ALMOST 30 years after Victoria Gillick fought through the House of Lords to halt the provision of contraception to teenage girls, the ruthless campaigner appears to have finally met her match - her local kebab shop.

The mother-of-ten, from Wisbech, was left furious yesterday when councillors ignored her seven-month “dossier of disturbance” and granted a Fenland takeaway the right to expand its alcohol licence.

Mrs Gillick began her campaign to stop prescribed contraception to under-16s without parental consent in 1980 - securing a landmark ruling from the House of Lords in 1985.

But her local kebab shop proved more of a problem - as councillors granted an application to make alcohol more readily available from Best Kebab, in Nene Quay, Wisbech.

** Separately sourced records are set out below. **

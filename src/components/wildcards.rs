//! XSD wildcards
//!
//! Wildcards appear as `xs:any` particles and as `xs:anyAttribute` on
//! attribute models. Their namespace constraint is parsed from the lexical
//! `namespace` / `notNamespace` attributes and lowered into a [`QNameSet`]
//! so that every later computation works on plain set algebra.
//!
//! Reference: https://www.w3.org/TR/xmlschema-1/#Wildcards

use crate::error::ParseError;
use crate::namespaces::QName;
use std::collections::BTreeSet;

use super::qnameset::QNameSet;

/// Process contents mode for wildcards
#[derive(Debug, Clone, Copy, PartialEq, Eq, Hash, Default, serde::Serialize)]
#[serde(rename_all = "lowercase")]
pub enum ProcessContents {
    /// Validate strictly - element/attribute must be declared
    #[default]
    Strict,
    /// Validate if declaration found, otherwise accept
    Lax,
    /// Skip validation entirely
    Skip,
}

impl ProcessContents {
    /// Parse from string value
    pub fn from_str(s: &str) -> Option<Self> {
        match s {
            "strict" => Some(Self::Strict),
            "lax" => Some(Self::Lax),
            "skip" => Some(Self::Skip),
            _ => None,
        }
    }

    /// Check if this is a valid restriction of another process contents
    pub fn is_restriction_of(&self, other: &Self) -> bool {
        match (self, other) {
            (a, b) if a == b => true,
            (Self::Strict, _) => true,
            (Self::Lax, Self::Skip) => true,
            _ => false,
        }
    }
}

impl std::fmt::Display for ProcessContents {
    fn fmt(&self, f: &mut std::fmt::Formatter<'_>) -> std::fmt::Result {
        match self {
            Self::Strict => write!(f, "strict"),
            Self::Lax => write!(f, "lax"),
            Self::Skip => write!(f, "skip"),
        }
    }
}

/// Namespace constraint for wildcards, as written in the schema
#[derive(Debug, Clone, PartialEq, Eq, Default)]
pub enum NamespaceConstraint {
    /// Any namespace is allowed (##any)
    #[default]
    Any,
    /// Any namespace except the target namespace and no namespace (##other)
    Other {
        /// The target namespace to exclude
        target_namespace: Option<String>,
    },
    /// Specific set of allowed namespaces ("" is the absent namespace)
    Enumeration(BTreeSet<String>),
    /// Set of disallowed namespaces (notNamespace)
    Not(BTreeSet<String>),
}

impl NamespaceConstraint {
    /// Create from namespace attribute value
    pub fn from_namespace_attr(
        value: &str,
        target_namespace: Option<&str>,
    ) -> Result<Self, ParseError> {
        match value.trim() {
            "##any" => Ok(Self::Any),
            "##other" => Ok(Self::Other {
                target_namespace: target_namespace.map(String::from),
            }),
            other => Ok(Self::Enumeration(Self::namespace_list(
                other,
                target_namespace,
                "namespace",
            )?)),
        }
    }

    /// Create from notNamespace attribute
    pub fn from_not_namespace_attr(
        value: &str,
        target_namespace: Option<&str>,
    ) -> Result<Self, ParseError> {
        Ok(Self::Not(Self::namespace_list(
            value,
            target_namespace,
            "notNamespace",
        )?))
    }

    fn namespace_list(
        value: &str,
        target_namespace: Option<&str>,
        attribute: &str,
    ) -> Result<BTreeSet<String>, ParseError> {
        let mut namespaces = BTreeSet::new();
        for ns in value.split_whitespace() {
            match ns {
                "##local" => {
                    namespaces.insert(String::new());
                }
                "##targetNamespace" => {
                    namespaces.insert(target_namespace.unwrap_or("").to_string());
                }
                s if s.starts_with("##") => {
                    return Err(ParseError::new(format!(
                        "wrong value '{}' in '{}' attribute",
                        s, attribute
                    )));
                }
                uri => {
                    namespaces.insert(uri.to_string());
                }
            }
        }
        Ok(namespaces)
    }

    /// Lower the constraint into a name set
    pub fn to_qname_set(&self) -> QNameSet {
        match self {
            Self::Any => QNameSet::all(),
            Self::Other { target_namespace } => QNameSet::complement_namespaces([
                target_namespace.clone().unwrap_or_default(),
                String::new(),
            ]),
            Self::Enumeration(set) => QNameSet::for_namespaces(set.iter().cloned()),
            Self::Not(set) => QNameSet::complement_namespaces(set.iter().cloned()),
        }
    }
}

/// A resolved wildcard: accepted names plus processing mode
#[derive(Debug, Clone, PartialEq, Eq)]
pub struct Wildcard {
    /// Names matched by the wildcard
    pub names: QNameSet,
    /// Process contents mode
    pub process_contents: ProcessContents,
}

impl Wildcard {
    /// Create a wildcard from an already lowered name set
    pub fn new(names: QNameSet, process_contents: ProcessContents) -> Self {
        Self {
            names,
            process_contents,
        }
    }

    /// Build a wildcard from its lexical attributes.
    ///
    /// `namespace` and `not_namespace` are mutually exclusive; a missing
    /// `namespace` means `##any`. Names in `not_qnames` are removed.
    pub fn from_attributes(
        namespace: Option<&str>,
        not_namespace: Option<&str>,
        not_qnames: &[QName],
        process_contents: Option<&str>,
        target_namespace: Option<&str>,
    ) -> Result<Self, ParseError> {
        let constraint = match (namespace, not_namespace) {
            (Some(_), Some(_)) => {
                return Err(ParseError::new(
                    "'namespace' and 'notNamespace' attributes are mutually exclusive",
                ))
            }
            (Some(ns), None) => NamespaceConstraint::from_namespace_attr(ns, target_namespace)?,
            (None, Some(not_ns)) => {
                NamespaceConstraint::from_not_namespace_attr(not_ns, target_namespace)?
            }
            (None, None) => NamespaceConstraint::Any,
        };

        let process_contents = match process_contents {
            Some(value) => ProcessContents::from_str(value).ok_or_else(|| {
                ParseError::new(format!("wrong value '{}' in 'processContents' attribute", value))
            })?,
            None => ProcessContents::Strict,
        };

        let mut names = constraint.to_qname_set();
        if !not_qnames.is_empty() {
            names = names.difference(&QNameSet::from_names(not_qnames.iter().cloned()));
        }

        Ok(Self::new(names, process_contents))
    }

    /// Check if a name matches this wildcard
    pub fn is_matching(&self, name: &QName) -> bool {
        self.names.contains(name)
    }

    /// Check if this wildcard is a valid namespace restriction of another
    pub fn is_subset_of(&self, other: &Wildcard) -> bool {
        other.names.contains_all(&self.names)
    }

    /// Union used by extension: names are unioned and the extension's
    /// processing mode replaces the base's.
    pub fn extended_by(&self, extension: &Wildcard) -> Wildcard {
        Wildcard::new(
            self.names.union(&extension.names),
            extension.process_contents,
        )
    }

    /// Intersection used when attribute-group wildcards are combined
    pub fn intersected_with(&self, other: &Wildcard) -> Wildcard {
        Wildcard::new(self.names.intersect(&other.names), self.process_contents)
    }
}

Eagle-eyed Mrs Gillick had spent more than 50 nights sleeping in an unheated studio in her home opposite the shop, keeping watch and detailing a catalogue of late-night disturbances.

But shop owner Jack Dennis was left celebrating after Fenland District Council’s Licensing Committee agreed with his barrister’s claim that Mrs Gillick could not object as her house was not in the “vicinity”.

Mrs Gillick, who lives around 170 metres from the takeaway, said: “I’m absolutely furious. All that evidence I had collected, it was for nothing. They are going to make our lives infinitely worse now.

“I wasn’t allowed to say anything, I was silenced. What is the purpose of a local authority licensing committee if it does not actually stand up for local people?

“Talk about a democratic deficit - just because they were frightened by some barrister from Bournemouth. He used legal argument and he frightened them with it.”

In a bizarre site visit yesterday, councillors, legal teams and both parties filed into the kebab shop and then Mrs Gillick’s home - even pacing the steps between the properties as the argument over the “vicinity” loophole raged.

After considering the case for around half an hour, the licensing committee, chaired by Councillor Michael Humphrey, said it was a “finely balanced” decision but Mrs Gillick did not live within the vicinity. Her seven-month dossier of disturbance was therefore “invalid”.

Mrs Gillick claimed that she was originally asked to keep a log of the disturbances by police and council representatives at a Wisbech and District Community Forum last year.

“I really hit the roof afterwards,” she said. “I was very angry because this was so unfair; so unjust; not to allow somebody to speak when the council themselves had asked me to monitor the situation.

“I’m angry and shocked that the council have treated me in this way - asking me to do their work for them and then dumping on me at the end. Why?”

Shop owner Mr Dennis and manager Mehdi Ramzi promised that they cause “absolutely no trouble in Wisbech”. The businessmen said a Turkish newspaper had contacted them and were hoping to publicise their licensing victory.

Mr Dennis said: “We are a family-run business. In my whole history I have never had anything like this with one of my shops. She (Mrs Gillick) described us as a honey-pot for criminals. I have never heard anything like that in my life.

“After the meeting she was shouting and she was very angry. It was like an explosion.”

Best Kebab won the right to extend the hours of alcohol sale past 2am and remove conditions which restricted them from serving it to customers who did not purchase food.